Publication
Color-contrast landmark detection and encoding in outdoor images
Conference Article
Conference
International Conference on Computer Analysis of Images and Patterns (CAIP)
Edition
11th
Pages
612-619
Doc link
http://dx.doi.org/10.1007/11556121_75
File
Abstract
This paper describes a system to extract salient regions from an outdoor image and match them against a database of previously acquired landmarks. Region saliency is based mainly on color contrast, although intensity and texture orientation are also taken into account. Remarkably, color constancy is embedded in the saliency detection process through a novel color ratio algorithm that makes the system robust to illumination changes, so common in outdoor environments. A region is characterized by a combination of its saliency and its color distribution in chromaticity space. The newly acquired landmarks are compared with those already stored in a database, through a quadratic distance metric of their characterizations. Experimentation with a database containing 68 natural landmarks acquired with the system yielded good recognition results, in terms of both recall and rank indices.

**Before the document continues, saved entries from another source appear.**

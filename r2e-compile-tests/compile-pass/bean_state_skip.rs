use r2e::prelude::*;

#[derive(Clone)]
pub struct MyService;

#[derive(Clone, BeanState)]
pub struct AppState {
    pub service: MyService,
    #[bean_state(skip_from_ref)]
    pub internal: String,
}

fn main() {}
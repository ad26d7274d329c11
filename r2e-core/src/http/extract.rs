//! Request-extraction re-exports from Axum.
//!
//! Kept as a dedicated module (rather than importing `axum::extract`
//! directly at every call site) so generated code and the rest of the
//! crate have one stable path to depend on.

pub use axum::extract::{
    ConnectInfo, DefaultBodyLimit, FromRef, FromRequest, FromRequestParts, MatchedPath,
    OriginalUri, Path, Query, RawPathParams, Request, State,
};
pub use axum::Form;
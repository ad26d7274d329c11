use std::convert::Infallible;

use futures_core::Stream;
use futures_util::stream;
use r2e::http::response::SseEvent;
use r2e::prelude::*;

use crate::state::AppState;

#[derive(Controller)]
#[controller(path = "/sse", state = AppState)]
pub struct SseController;

#[routes]
impl SseController {
    /// Emits a fixed `start` / `update` x3 / `close` sequence, then ends the stream.
    #[sse("/")]
    async fn events(&self) -> impl Stream<Item = Result<SseEvent, Infallible>> {
        let events = vec![
            Ok(SseEvent::default().event("start").data("begin")),
            Ok(SseEvent::default().event("update").data("1")),
            Ok(SseEvent::default().event("update").data("2")),
            Ok(SseEvent::default().event("update").data("3")),
            Ok(SseEvent::default().event("close").data("done")),
        ];
        stream::iter(events)
    }
}
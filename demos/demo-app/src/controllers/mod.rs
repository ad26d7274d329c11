pub mod empty;
pub mod headers;
pub mod profile;
pub mod sse;
pub mod users;
pub mod work;
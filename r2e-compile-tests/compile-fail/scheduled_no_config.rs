use r2e::prelude::*;

#[derive(Clone)]
pub struct AppState;

#[derive(Controller)]
#[controller(state = AppState)]
pub struct Jobs;

#[routes]
impl Jobs {
    #[scheduled]
    async fn my_task(&self) {
        println!("tick");
    }
}

fn main() {}
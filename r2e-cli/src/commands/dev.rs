use colored::Colorize;
use std::process::Command;

pub fn run() -> Result<(), Box<dyn std::error::Error>> {
    // Check if cargo-watch is installed
    let has_watch = Command::new("cargo")
        .args(["watch", "--version"])
        .output()
        .map(|o| o.status.success())
        .unwrap_or(false);

    if !has_watch {
        eprintln!(
            "{} cargo-watch is not installed. Install it with:",
            "!".yellow()
        );
        eprintln!("  cargo install cargo-watch");
        return Err("cargo-watch not found".into());
    }

    println!("{} Starting dev server with hot-reload...", "→".blue());

    let status = Command::new("cargo")
        .args(["watch", "-x", "run", "-w", "src/"])
        .status()?;

    if !status.success() {
        return Err("cargo-watch exited with error".into());
    }

    Ok(())
}
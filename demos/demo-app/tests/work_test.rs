use demo_app::state::AppState;
use r2e_test::TestApp;

#[tokio::test]
async fn work_releases_resource_exactly_once_on_failure() {
    let state = AppState::new();
    let work_log = state.work_log.clone();
    let app = TestApp::from_builder(demo_app::build_app(state));

    let resp = app.get("/work/").await;
    resp.assert_status(http::StatusCode::CONFLICT);

    let log = work_log.lock().unwrap();
    assert_eq!(log.as_slice(), ["enter", "exit"]);
}
/// Derive macro for declaring a R2E controller struct.
///
/// # Struct-level attribute
///
/// `#[controller(...)]` configures the controller:
///
/// | Parameter | Required | Description |
/// |-----------|----------|-------------|
/// | `state`   | **yes**  | The Axum application state type (e.g. `Services`) |
/// | `path`    | no       | Route prefix applied to every route in this controller |
///
/// # Field attributes
///
/// | Attribute | Scope | Description |
/// |-----------|-------|-------------|
/// | `#[inject]` | App-scoped | Cloned from the Axum state. Type must impl `Clone + Send + Sync`. |
/// | `#[inject(identity)]` | Request-scoped | Extracted via Axum's `FromRequestParts` (e.g. `AuthenticatedUser`). Type must impl `Identity`. |
/// | `#[identity]` | Request-scoped | **Legacy** — equivalent to `#[inject(identity)]`. |
/// | `#[config("key")]` | App-scoped | Resolved from `R2eConfig` at request time. |
///
/// # Handler parameter attributes
///
/// | Attribute | Description |
/// |-----------|-------------|
/// | `#[inject(identity)]` | Marks a handler parameter as the identity source for guards. Enables mixed controllers (public + protected endpoints). |
///
/// # Example
///
/// ```ignore
/// use r2e_core::prelude::*;
///
/// // Struct-level identity (all endpoints require auth)
/// #[derive(Controller)]
/// #[controller(path = "/users", state = Services)]
/// pub struct UserController {
///     #[inject]  user_service: UserService,
///     #[inject]  pool: sqlx::SqlitePool,
///     #[inject(identity)] user: AuthenticatedUser,
///     #[config("app.greeting")] greeting: String,
/// }
///
/// // Mixed controller (param-level identity)
/// #[derive(Controller)]
/// #[controller(path = "/api", state = Services)]
/// pub struct MixedController {
///     #[inject] user_service: UserService,
///     // No identity on struct → StatefulConstruct is generated
/// }
///
/// #[routes]
/// impl MixedController {
///     #[get("/public")]
///     async fn public_data(&self) -> Json<Vec<Data>> { ... }
///
///     #[get("/me")]
///     async fn me(
///         &self,
///         #[inject(identity)] user: AuthenticatedUser,
///     ) -> Json<AuthenticatedUser> {
///         Json(user)
///     }
/// }
/// ```
///
/// # What is generated
///
/// - A hidden metadata module (`__r2e_meta_<Name>`) — state type alias,
///   path prefix, identity type alias, and identity accessor for guards.
/// - An Axum extractor struct (`__R2eExtract_<Name>`) implementing
///   `FromRequestParts<State>` — constructs the controller from state +
///   request parts.
/// - `impl StatefulConstruct<State> for Name` — **only** when there are no
///   `#[inject(identity)]` fields on the struct. Used by event consumers and
///   scheduled tasks that run outside HTTP context.
#[proc_macro_derive(Controller, attributes(controller, inject, identity, config, config_section))]
pub fn derive_controller(input: TokenStream) -> TokenStream {
    derive_controller::expand(input)
}

/// Attribute macro on an `impl` block — generates Axum handlers, route
/// wiring, and trait impls.
///
/// Must be placed on an `impl` block whose `Self` type derives [`Controller`].
///
/// # Method attributes
///
/// Inside the impl block you can annotate methods with:
///
/// - **HTTP routes**: [`get`], [`post`], [`put`], [`delete`], [`patch`]
/// - **Authorization**: [`roles`]
/// - **Interceptors**: [`intercept`]
/// - **Transactions**: [`transactional`]
/// - **Events**: [`consumer`]
/// - **Scheduling**: [`scheduled`]
/// - **Guards**: [`guard`], [`pre_guard`]
/// - **Rate limiting**: Use `#[guard(RateLimit::per_user(...))]` or `#[pre_guard(RateLimit::global(...))]`
/// - **Middleware**: [`middleware`]
///
/// # Block-level interceptors
///
/// Place `#[intercept(...)]` on the `impl` block itself to apply an
/// interceptor to **every** route method:
///
/// ```ignore
/// #[routes]
/// #[intercept(Logged::info())]
/// impl UserController {
///     #[get("/")]
///     async fn list(&self) -> Json<Vec<User>> { ... }
///
///     #[post("/")]
///     async fn create(&self, body: Validated<CreateUser>) -> Json<User> { ... }
/// }
/// ```
///
/// # What is generated
///
/// - The original `impl` block with method bodies wrapped by interceptors /
///   transactional logic.
/// - Free-standing Axum handler functions (`__r2e_<Name>_<method>`).
/// - `impl Controller<State> for Name` — route registration, metadata,
///   consumer registration, and scheduled task definitions.
#[proc_macro_attribute]
pub fn routes(_args: TokenStream, input: TokenStream) -> TokenStream {
    routes_attr::expand(input)
}

// ---------------------------------------------------------------------------
// No-op attributes — consumed by #[routes] from the token stream.
// Declared here for IDE support (rust-analyzer), cargo doc, and to prevent
// "cannot find attribute" errors when used outside #[routes].
// ---------------------------------------------------------------------------

/// Register a **GET** route handler.
///
/// The path argument supports static segments and parameters (Axum syntax):
///
/// ```ignore
/// #[get("/users")]             // static path
/// #[get("/users/{id}")]        // path parameter
/// #[get("/users/{id}/posts")]  // nested
/// ```
///
/// When the controller has `#[controller(path = "/api")]`, the paths are
/// nested: `/api/users`, `/api/users/{id}`, etc.
///
/// # Return type aliases
///
/// ```ignore
/// use r2e_core::prelude::*;
///
/// // With type alias (recommended)
/// #[get("/users")]
/// async fn list(&self) -> JsonResult<Vec<User>> {
///     Ok(Json(self.service.list().await))
/// }
///
/// // Direct type (equivalent)
/// #[get("/users/{id}")]
/// async fn get(&self, Path(id): Path<u64>) -> Result<Json<User>, AppError> { ... }
///
/// // Any response type
/// #[get("/health")]
/// async fn health(&self) -> ApiResult<StatusCode> {
///     Ok(StatusCode::OK)
/// }
/// ```
///
/// This attribute is consumed by [`routes`] — it is a no-op on its own.
#[proc_macro_attribute]
pub fn get(_args: TokenStream, input: TokenStream) -> TokenStream {
    input
}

However, the discrimination between landmarks should be improved to avoid false positives, as suggested by the low precision index.
Categories
pattern recognition.
Scientific reference
E. Todt and C. Torras. Color-contrast landmark detection and encoding in outdoor images, 11th International Conference on Computer Analysis of Images and Patterns, 2005, Versailles, França, in Computer Analysis of Images and Patterns, Vol 3691 of Lecture Notes in Computer Science, pp. 612-619, 2005, Springer, Berlin, Alemanya.